* ASSIGNED TASK
Search the data below for the string "InvalidId". Extract every line that contains it.

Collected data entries
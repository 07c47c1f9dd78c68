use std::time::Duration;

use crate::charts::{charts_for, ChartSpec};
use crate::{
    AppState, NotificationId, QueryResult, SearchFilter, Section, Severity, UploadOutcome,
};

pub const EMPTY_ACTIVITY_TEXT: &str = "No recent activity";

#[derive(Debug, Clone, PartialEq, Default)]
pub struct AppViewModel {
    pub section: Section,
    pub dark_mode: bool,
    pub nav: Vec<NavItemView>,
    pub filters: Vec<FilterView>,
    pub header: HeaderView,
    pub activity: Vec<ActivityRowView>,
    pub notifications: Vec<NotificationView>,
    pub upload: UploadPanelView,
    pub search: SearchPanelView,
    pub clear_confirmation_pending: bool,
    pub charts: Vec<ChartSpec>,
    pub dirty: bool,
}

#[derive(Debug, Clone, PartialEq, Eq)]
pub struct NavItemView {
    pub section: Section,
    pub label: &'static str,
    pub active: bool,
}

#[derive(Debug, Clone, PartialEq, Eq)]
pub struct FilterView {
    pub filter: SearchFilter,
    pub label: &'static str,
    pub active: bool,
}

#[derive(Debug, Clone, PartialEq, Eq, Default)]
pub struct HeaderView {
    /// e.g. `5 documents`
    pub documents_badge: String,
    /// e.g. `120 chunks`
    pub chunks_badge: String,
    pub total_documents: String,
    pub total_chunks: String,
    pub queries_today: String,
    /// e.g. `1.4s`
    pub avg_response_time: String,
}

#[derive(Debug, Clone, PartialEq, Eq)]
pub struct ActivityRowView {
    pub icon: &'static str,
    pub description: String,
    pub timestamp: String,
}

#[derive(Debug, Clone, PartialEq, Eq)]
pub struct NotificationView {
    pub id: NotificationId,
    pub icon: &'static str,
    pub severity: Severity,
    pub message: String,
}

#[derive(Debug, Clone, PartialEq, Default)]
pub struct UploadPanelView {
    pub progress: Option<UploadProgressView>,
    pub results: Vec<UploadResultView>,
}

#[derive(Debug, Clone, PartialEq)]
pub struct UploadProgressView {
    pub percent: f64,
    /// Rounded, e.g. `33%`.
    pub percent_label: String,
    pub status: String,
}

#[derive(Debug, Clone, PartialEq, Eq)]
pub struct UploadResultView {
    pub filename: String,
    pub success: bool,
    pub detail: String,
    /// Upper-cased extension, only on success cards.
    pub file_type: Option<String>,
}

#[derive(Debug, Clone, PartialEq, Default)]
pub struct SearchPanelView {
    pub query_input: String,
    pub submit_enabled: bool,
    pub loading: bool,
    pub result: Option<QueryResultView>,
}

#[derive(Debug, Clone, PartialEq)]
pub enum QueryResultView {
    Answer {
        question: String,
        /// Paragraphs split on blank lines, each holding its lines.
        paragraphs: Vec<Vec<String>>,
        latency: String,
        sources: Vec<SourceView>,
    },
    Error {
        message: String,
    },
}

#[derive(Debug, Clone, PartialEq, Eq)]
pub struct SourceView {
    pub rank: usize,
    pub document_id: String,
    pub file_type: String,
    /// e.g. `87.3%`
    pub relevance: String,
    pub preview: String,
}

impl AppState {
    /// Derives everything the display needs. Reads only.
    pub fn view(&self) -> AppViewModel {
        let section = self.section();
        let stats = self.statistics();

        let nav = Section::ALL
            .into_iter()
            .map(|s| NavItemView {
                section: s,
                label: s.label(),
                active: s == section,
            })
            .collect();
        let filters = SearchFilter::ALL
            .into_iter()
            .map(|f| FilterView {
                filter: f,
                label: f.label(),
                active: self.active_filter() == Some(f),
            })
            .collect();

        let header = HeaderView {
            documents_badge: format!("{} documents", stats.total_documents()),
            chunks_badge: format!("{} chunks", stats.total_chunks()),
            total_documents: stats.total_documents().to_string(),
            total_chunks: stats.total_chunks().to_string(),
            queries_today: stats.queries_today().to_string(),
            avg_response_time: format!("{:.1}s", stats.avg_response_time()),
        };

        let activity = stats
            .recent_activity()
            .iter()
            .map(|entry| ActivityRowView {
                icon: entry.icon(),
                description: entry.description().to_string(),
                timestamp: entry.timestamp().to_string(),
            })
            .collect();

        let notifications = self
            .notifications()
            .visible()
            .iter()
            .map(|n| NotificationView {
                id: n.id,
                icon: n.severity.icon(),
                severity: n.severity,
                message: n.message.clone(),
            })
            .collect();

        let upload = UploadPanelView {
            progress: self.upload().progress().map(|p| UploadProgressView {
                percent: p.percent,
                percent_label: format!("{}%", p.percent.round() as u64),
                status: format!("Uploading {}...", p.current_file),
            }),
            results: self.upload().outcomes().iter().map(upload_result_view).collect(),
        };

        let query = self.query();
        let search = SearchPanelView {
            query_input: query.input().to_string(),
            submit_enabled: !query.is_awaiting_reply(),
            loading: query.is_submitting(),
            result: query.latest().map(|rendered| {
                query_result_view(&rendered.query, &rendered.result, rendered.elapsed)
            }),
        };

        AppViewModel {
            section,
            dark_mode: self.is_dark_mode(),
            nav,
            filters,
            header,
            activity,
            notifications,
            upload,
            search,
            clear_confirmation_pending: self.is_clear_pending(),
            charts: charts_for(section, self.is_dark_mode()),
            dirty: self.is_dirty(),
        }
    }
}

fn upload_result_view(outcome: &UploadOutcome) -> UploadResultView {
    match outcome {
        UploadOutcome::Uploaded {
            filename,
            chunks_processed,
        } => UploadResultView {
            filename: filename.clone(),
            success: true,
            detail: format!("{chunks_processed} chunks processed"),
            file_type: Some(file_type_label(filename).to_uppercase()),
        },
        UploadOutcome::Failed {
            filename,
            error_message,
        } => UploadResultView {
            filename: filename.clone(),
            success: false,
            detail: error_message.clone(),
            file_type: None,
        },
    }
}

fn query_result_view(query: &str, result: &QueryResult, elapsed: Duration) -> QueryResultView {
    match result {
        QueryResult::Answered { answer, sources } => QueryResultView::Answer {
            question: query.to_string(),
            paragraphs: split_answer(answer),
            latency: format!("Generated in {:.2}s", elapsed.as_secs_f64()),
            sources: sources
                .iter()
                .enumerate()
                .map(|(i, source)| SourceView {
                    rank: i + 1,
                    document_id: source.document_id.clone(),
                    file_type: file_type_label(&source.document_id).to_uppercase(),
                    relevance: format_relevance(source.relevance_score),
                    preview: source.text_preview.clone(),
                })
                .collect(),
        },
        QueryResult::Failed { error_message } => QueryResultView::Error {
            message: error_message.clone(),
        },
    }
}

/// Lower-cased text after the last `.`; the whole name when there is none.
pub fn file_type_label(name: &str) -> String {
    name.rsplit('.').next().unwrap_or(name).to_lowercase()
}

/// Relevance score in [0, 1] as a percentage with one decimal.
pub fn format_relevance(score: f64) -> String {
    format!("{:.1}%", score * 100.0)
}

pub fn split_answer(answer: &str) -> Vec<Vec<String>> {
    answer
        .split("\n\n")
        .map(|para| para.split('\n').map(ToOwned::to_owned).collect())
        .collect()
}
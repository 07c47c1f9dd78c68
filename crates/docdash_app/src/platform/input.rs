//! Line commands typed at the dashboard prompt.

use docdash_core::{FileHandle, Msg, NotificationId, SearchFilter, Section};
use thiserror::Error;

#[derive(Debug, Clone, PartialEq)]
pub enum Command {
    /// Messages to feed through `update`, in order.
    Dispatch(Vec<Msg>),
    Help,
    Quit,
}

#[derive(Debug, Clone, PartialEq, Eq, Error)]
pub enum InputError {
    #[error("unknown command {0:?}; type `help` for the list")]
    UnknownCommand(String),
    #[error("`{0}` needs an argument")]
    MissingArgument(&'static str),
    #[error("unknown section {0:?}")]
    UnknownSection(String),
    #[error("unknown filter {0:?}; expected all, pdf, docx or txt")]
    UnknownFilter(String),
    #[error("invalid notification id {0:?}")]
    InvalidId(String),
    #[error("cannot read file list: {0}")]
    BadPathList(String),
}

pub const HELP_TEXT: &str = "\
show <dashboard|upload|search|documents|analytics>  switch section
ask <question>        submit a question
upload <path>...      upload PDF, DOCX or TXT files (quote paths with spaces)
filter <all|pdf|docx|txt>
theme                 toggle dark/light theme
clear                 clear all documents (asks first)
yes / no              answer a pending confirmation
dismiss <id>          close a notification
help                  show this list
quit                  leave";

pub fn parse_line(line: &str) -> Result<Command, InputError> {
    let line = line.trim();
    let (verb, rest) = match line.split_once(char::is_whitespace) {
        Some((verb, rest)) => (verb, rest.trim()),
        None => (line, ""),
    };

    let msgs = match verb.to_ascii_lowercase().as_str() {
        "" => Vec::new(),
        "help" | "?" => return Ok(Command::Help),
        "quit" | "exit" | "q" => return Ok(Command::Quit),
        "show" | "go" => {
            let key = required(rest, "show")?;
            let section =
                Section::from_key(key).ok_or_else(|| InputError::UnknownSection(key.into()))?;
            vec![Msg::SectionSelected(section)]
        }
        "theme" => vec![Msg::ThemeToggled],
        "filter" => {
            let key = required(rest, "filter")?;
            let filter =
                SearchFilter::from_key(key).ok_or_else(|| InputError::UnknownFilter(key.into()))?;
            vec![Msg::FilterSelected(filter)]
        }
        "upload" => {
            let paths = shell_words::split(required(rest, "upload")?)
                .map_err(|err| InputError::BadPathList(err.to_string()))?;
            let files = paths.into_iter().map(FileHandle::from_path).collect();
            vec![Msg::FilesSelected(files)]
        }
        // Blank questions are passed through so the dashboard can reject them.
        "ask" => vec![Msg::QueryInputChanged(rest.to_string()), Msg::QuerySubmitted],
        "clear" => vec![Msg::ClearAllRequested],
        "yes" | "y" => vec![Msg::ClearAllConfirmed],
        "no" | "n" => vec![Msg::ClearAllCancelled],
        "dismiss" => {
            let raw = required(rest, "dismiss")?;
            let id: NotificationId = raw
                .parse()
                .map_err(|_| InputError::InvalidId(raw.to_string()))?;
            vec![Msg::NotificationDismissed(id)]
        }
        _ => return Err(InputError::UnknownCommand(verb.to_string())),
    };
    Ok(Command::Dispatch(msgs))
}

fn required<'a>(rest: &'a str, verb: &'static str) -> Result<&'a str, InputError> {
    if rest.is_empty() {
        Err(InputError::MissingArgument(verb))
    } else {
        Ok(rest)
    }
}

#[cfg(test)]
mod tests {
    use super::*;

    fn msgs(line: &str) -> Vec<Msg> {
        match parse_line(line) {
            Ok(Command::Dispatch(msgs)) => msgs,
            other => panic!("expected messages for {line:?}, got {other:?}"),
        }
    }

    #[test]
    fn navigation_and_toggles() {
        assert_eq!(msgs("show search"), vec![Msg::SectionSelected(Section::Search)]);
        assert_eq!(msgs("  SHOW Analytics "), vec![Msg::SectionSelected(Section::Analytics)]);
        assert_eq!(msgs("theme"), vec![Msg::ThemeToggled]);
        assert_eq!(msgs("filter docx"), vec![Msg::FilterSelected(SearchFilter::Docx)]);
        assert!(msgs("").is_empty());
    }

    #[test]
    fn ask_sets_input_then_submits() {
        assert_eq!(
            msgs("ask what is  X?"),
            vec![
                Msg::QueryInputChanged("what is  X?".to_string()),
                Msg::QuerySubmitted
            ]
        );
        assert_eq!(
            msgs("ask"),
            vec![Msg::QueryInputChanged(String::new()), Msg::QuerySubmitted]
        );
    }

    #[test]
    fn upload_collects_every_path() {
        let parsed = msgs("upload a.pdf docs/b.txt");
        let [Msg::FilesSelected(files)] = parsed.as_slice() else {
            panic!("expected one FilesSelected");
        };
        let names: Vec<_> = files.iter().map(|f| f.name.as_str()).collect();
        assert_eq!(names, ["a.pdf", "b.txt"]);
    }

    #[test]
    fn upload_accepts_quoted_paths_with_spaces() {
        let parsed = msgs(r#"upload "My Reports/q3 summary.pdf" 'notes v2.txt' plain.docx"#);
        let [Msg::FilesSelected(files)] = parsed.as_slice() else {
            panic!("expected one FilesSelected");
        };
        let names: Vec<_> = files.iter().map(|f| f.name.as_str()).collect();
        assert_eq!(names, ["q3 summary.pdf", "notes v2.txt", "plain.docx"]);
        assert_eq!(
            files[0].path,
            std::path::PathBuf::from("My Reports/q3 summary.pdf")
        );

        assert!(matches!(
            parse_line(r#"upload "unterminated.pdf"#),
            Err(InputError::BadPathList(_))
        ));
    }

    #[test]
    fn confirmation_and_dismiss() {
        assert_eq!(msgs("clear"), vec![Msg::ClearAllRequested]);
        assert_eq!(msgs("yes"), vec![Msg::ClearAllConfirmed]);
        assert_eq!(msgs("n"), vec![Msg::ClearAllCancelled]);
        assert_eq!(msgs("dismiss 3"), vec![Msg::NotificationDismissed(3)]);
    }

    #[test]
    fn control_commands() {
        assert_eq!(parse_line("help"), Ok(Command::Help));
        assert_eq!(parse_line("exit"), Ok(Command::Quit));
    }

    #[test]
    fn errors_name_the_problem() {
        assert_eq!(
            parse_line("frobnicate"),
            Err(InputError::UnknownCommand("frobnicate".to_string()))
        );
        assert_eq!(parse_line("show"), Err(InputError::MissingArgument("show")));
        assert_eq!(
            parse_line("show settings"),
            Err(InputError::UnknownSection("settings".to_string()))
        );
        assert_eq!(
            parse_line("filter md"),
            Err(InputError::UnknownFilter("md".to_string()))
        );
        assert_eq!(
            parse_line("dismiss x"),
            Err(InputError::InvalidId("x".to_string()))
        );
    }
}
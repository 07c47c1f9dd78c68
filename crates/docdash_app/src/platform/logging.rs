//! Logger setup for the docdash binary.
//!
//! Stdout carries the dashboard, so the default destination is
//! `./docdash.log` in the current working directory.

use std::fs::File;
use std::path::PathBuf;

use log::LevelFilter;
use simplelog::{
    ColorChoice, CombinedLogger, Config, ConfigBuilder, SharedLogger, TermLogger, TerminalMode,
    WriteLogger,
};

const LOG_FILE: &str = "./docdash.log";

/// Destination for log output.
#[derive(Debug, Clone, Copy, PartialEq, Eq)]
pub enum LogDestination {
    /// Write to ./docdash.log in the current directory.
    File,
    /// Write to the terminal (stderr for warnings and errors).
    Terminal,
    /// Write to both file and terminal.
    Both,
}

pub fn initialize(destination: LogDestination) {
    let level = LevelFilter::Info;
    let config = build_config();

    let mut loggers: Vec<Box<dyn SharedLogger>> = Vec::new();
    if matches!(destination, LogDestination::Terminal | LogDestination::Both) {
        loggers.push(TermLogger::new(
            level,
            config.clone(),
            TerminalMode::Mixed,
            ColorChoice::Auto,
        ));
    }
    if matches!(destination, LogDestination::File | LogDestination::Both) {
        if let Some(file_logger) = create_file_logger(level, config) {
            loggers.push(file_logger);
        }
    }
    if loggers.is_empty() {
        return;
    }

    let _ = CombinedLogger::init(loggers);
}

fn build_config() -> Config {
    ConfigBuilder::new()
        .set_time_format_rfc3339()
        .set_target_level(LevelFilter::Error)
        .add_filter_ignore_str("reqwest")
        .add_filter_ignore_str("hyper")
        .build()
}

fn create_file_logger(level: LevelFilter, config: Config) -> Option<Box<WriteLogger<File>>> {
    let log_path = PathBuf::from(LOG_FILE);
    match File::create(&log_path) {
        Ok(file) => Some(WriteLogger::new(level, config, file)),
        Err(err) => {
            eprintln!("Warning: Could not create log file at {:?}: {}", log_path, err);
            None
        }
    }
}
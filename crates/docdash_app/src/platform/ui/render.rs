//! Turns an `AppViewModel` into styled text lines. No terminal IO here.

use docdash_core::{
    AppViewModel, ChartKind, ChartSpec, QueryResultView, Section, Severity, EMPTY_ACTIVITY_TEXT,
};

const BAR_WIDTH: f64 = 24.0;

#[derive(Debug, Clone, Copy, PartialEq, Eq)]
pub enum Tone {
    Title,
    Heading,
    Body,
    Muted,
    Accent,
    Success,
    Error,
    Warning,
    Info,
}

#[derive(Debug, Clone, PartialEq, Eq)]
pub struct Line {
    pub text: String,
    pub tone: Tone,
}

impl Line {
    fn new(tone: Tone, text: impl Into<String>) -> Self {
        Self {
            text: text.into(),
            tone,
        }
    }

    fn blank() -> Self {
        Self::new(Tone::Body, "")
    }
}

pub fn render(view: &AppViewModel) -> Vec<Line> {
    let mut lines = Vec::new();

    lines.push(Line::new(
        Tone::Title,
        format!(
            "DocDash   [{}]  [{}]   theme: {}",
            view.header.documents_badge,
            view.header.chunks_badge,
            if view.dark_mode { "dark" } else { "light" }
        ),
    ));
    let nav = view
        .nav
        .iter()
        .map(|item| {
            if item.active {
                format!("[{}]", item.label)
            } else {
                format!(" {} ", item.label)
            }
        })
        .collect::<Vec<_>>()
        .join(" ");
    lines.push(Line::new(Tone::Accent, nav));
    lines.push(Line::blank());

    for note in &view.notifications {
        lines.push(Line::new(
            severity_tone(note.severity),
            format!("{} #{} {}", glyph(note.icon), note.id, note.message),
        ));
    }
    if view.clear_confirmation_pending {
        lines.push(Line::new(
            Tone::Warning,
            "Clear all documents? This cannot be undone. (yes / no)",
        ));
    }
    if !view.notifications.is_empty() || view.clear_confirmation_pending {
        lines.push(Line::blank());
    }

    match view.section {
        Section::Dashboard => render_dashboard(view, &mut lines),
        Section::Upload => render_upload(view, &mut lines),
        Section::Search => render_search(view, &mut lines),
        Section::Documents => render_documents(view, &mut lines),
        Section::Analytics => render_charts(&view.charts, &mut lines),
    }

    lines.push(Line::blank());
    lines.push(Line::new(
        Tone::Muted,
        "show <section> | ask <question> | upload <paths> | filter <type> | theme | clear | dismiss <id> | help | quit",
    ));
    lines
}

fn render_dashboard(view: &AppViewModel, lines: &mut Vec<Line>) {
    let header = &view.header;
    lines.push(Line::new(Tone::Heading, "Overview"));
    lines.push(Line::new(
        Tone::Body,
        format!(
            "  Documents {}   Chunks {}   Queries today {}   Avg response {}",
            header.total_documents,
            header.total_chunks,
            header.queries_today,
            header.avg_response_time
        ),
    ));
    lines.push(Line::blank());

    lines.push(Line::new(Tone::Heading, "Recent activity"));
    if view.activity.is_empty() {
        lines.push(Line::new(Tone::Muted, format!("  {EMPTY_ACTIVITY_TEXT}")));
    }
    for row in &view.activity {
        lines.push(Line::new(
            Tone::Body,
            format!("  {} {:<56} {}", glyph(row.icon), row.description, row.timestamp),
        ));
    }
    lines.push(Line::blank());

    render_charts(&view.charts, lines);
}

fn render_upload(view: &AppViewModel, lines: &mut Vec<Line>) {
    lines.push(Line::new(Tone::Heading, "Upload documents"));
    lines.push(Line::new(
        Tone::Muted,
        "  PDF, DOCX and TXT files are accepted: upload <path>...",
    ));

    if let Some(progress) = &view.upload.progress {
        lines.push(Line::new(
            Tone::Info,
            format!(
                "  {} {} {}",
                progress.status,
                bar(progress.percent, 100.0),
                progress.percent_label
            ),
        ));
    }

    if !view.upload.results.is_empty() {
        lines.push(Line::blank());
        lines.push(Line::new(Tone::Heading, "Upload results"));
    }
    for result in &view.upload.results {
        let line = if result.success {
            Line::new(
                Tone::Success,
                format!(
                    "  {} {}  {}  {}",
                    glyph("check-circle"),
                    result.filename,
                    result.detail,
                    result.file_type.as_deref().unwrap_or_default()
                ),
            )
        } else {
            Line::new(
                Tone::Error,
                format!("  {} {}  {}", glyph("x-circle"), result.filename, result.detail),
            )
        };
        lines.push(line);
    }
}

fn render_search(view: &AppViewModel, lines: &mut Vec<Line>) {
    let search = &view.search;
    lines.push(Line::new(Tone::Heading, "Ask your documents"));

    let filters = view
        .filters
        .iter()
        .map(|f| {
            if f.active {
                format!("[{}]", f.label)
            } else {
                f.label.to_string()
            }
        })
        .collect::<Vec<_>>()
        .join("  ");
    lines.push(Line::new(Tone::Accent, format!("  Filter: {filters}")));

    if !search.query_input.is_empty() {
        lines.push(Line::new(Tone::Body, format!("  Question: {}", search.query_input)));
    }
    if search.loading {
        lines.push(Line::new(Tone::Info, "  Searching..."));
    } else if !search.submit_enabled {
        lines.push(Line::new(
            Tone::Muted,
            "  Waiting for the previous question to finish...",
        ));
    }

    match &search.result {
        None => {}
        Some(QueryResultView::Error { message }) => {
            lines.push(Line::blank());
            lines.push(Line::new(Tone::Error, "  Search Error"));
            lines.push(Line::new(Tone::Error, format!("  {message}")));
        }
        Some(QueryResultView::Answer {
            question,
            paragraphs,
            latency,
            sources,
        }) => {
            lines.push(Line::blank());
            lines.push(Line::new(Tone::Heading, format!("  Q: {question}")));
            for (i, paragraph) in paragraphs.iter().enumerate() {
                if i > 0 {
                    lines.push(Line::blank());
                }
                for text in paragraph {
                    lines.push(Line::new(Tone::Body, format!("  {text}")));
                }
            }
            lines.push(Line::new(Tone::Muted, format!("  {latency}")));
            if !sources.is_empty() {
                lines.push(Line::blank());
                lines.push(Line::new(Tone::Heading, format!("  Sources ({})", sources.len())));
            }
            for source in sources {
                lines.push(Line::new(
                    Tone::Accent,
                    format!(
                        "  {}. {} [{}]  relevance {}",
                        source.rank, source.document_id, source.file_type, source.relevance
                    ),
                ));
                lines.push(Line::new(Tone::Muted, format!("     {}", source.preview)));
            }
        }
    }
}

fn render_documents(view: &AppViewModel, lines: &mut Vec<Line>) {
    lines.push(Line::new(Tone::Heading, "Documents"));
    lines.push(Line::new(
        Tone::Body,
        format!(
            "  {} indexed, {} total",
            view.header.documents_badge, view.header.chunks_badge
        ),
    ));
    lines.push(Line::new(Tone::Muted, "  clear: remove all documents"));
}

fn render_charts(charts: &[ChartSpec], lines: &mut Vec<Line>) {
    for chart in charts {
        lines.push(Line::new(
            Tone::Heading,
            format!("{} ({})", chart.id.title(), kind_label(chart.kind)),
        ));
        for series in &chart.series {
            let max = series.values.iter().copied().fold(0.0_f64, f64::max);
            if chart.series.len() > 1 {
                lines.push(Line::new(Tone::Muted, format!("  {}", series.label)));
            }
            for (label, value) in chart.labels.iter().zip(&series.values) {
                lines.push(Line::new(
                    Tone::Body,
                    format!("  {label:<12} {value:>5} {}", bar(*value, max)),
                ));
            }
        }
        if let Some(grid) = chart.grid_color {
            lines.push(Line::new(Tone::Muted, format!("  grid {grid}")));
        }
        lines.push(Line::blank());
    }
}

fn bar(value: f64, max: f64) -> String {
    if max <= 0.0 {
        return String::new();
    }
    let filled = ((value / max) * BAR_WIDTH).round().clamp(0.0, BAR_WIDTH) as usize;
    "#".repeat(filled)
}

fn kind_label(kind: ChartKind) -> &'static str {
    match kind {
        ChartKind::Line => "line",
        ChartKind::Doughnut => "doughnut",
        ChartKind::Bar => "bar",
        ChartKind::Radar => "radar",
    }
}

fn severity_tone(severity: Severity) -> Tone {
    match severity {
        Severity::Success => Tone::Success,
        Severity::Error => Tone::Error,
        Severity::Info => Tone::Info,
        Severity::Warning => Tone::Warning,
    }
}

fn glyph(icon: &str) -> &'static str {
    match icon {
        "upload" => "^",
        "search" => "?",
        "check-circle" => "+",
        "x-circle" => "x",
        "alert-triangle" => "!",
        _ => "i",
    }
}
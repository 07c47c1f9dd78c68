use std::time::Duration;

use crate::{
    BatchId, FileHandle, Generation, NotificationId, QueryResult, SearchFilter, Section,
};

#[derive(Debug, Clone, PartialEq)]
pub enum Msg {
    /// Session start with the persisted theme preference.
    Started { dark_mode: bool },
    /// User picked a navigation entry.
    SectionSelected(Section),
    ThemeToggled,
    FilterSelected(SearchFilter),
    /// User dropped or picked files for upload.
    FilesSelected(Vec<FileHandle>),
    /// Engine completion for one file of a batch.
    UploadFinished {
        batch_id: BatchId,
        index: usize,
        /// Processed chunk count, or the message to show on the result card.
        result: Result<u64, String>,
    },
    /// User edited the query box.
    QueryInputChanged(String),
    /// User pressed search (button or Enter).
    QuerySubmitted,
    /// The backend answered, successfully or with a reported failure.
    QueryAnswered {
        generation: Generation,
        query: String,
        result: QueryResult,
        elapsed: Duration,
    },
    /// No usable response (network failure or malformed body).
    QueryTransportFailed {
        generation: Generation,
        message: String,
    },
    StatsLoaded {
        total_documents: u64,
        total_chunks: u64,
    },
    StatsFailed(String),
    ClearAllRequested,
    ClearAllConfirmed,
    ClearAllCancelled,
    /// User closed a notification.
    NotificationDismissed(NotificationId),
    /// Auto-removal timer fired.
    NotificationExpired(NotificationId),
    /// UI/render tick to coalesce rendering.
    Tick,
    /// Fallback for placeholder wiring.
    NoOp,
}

* EXERCISE SOLUTION
    InvalidId(String),
                .map_err(|_| InputError::InvalidId(raw.to_string()))?;
            Err(InputError::InvalidId("x".to_string()))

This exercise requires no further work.